A protein switch alters its behavior in response to a change in environmental conditions, such as the presence of a specific ligand. Recently, a protein switch was engineered through combinatorial library searching to couple the function of maltodextrin binding protein (MBP) and TEM-1 3-lactamase (BLA). A conformational change in the MBP upon binding to maltose results in a switch that displays a 280-fold increase in enzymatic activity in the presence of maltose. Despite the extensive research done with this fusion system, the structural mechanism remains unknown. Furthermore, there are no computational approaches for designing this type of switch and the underlying design principles are not well understood. The research set forth in this proposal outlines a strategy for structure prediction and design of domain insertion molecular switches. A mechanistic, structural understanding developed by the proposed work will allow for the rational and computational improvement of existing switches as well as design of new switches.

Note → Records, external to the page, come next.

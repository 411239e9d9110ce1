//! PostgreSQL implementation of the statistics repository.

use async_trait::async_trait;
use chrono::{DateTime, Utc};
use serde_json::json;
use sqlx::PgPool;
use std::sync::Arc;
use uuid::Uuid;

use crate::domain::entities::{ShortUrlId, Statistics, StatisticsId};
use crate::domain::repositories::StatisticsRepository;
use crate::error::AppError;

#[derive(sqlx::FromRow)]
struct StatisticsRow {
    id: Uuid,
    short_url_id: Uuid,
    visit_count: i64,
    last_visited_at: Option<DateTime<Utc>>,
}

impl TryFrom<StatisticsRow> for Statistics {
    type Error = AppError;

    fn try_from(row: StatisticsRow) -> Result<Self, Self::Error> {
        let visit_count = u64::try_from(row.visit_count).map_err(|_| {
            AppError::internal(
                "Stored visit count is negative",
                json!({ "id": row.id.to_string(), "visit_count": row.visit_count }),
            )
        })?;

        Ok(Statistics::restore(
            row.id.into(),
            row.short_url_id.into(),
            visit_count,
            row.last_visited_at,
        ))
    }
}

/// PostgreSQL repository for visit counters.
///
/// Increments are a single `UPDATE`, so concurrent visits are serialised by
/// the row lock instead of an application-level read-modify-write.
pub struct PgStatisticsRepository {
    pool: Arc<PgPool>,
}

impl PgStatisticsRepository {
    /// Creates a new repository with a database connection pool.
    pub fn new(pool: Arc<PgPool>) -> Self {
        Self { pool }
    }
}

#[async_trait]
impl StatisticsRepository for PgStatisticsRepository {
    async fn find_by_id(&self, id: StatisticsId) -> Result<Option<Statistics>, AppError> {
        let row = sqlx::query_as::<_, StatisticsRow>(
            "SELECT id, short_url_id, visit_count, last_visited_at FROM statistics WHERE id = $1",
        )
        .bind(id.as_uuid())
        .fetch_optional(self.pool.as_ref())
        .await?;

        row.map(Statistics::try_from).transpose()
    }

    async fn find_by_short_url_id(
        &self,
        short_url_id: ShortUrlId,
    ) -> Result<Option<Statistics>, AppError> {
        let row = sqlx::query_as::<_, StatisticsRow>(
            r#"
            SELECT id, short_url_id, visit_count, last_visited_at
            FROM statistics
            WHERE short_url_id = $1
            "#,
        )
        .bind(short_url_id.as_uuid())
        .fetch_optional(self.pool.as_ref())
        .await?;

        row.map(Statistics::try_from).transpose()
    }

    async fn save(&self, statistics: &Statistics) -> Result<Statistics, AppError> {
        let visit_count = i64::try_from(statistics.visit_count()).map_err(|_| {
            AppError::bad_request(
                "Visit count out of range",
                json!({ "visit_count": statistics.visit_count() }),
            )
        })?;

        let row = sqlx::query_as::<_, StatisticsRow>(
            r#"
            INSERT INTO statistics (id, short_url_id, visit_count, last_visited_at)
            VALUES ($1, $2, $3, $4)
            ON CONFLICT (id) DO UPDATE
                SET visit_count = EXCLUDED.visit_count,
                    last_visited_at = EXCLUDED.last_visited_at
            RETURNING id, short_url_id, visit_count, last_visited_at
            "#,
        )
        .bind(statistics.id().as_uuid())
        .bind(statistics.short_url_id().as_uuid())
        .bind(visit_count)
        .bind(statistics.last_visited_at())
        .fetch_one(self.pool.as_ref())
        .await?;

        Statistics::try_from(row)
    }

    async fn increment(
        &self,
        id: StatisticsId,
        visited_at: DateTime<Utc>,
    ) -> Result<bool, AppError> {
        let result = sqlx::query(
            r#"
            UPDATE statistics
            SET visit_count = visit_count + 1,
                last_visited_at = GREATEST(COALESCE(last_visited_at, $2), $2)
            WHERE id = $1
            "#,
        )
        .bind(id.as_uuid())
        .bind(visited_at)
        .execute(self.pool.as_ref())
        .await?;

        Ok(result.rows_affected() > 0)
    }

    async fn delete_by_id(&self, id: StatisticsId) -> Result<bool, AppError> {
        let result = sqlx::query("DELETE FROM statistics WHERE id = $1")
            .bind(id.as_uuid())
            .execute(self.pool.as_ref())
            .await?;

        Ok(result.rows_affected() > 0)
    }
}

The aims of the proposed research are to (1) develop and validate a structure prediction algorithm for determining the structure of domain insertion proteins;(2) generate structural models of MBP-BLA fusion protein and its allosteric mechanism;(3) computationally design and experimentally test novel MBP-BLA fusion protein switches;and (4) use this information to create new switches that couple specific functions of multiple proteins. The ability to create such switches through engineering or modification of existing proteins has a variety of transcending biotechnological applications, such as targeted drug delivery, inhibition of enzyme activity, or development of novel molecular sensors. This research is relevant to public health because it will provide general computational tools to discover the structural mechanism of protein switches that have applications to medicine. This will provide a foundation needed to be able to effectively couple the function of two proteins that can be useful for manipulating cells via regulatory pathways, interfering with the signaling of the immune system, or restoring proper function in malfunctioning diseases (e.g. cancer or arthritis).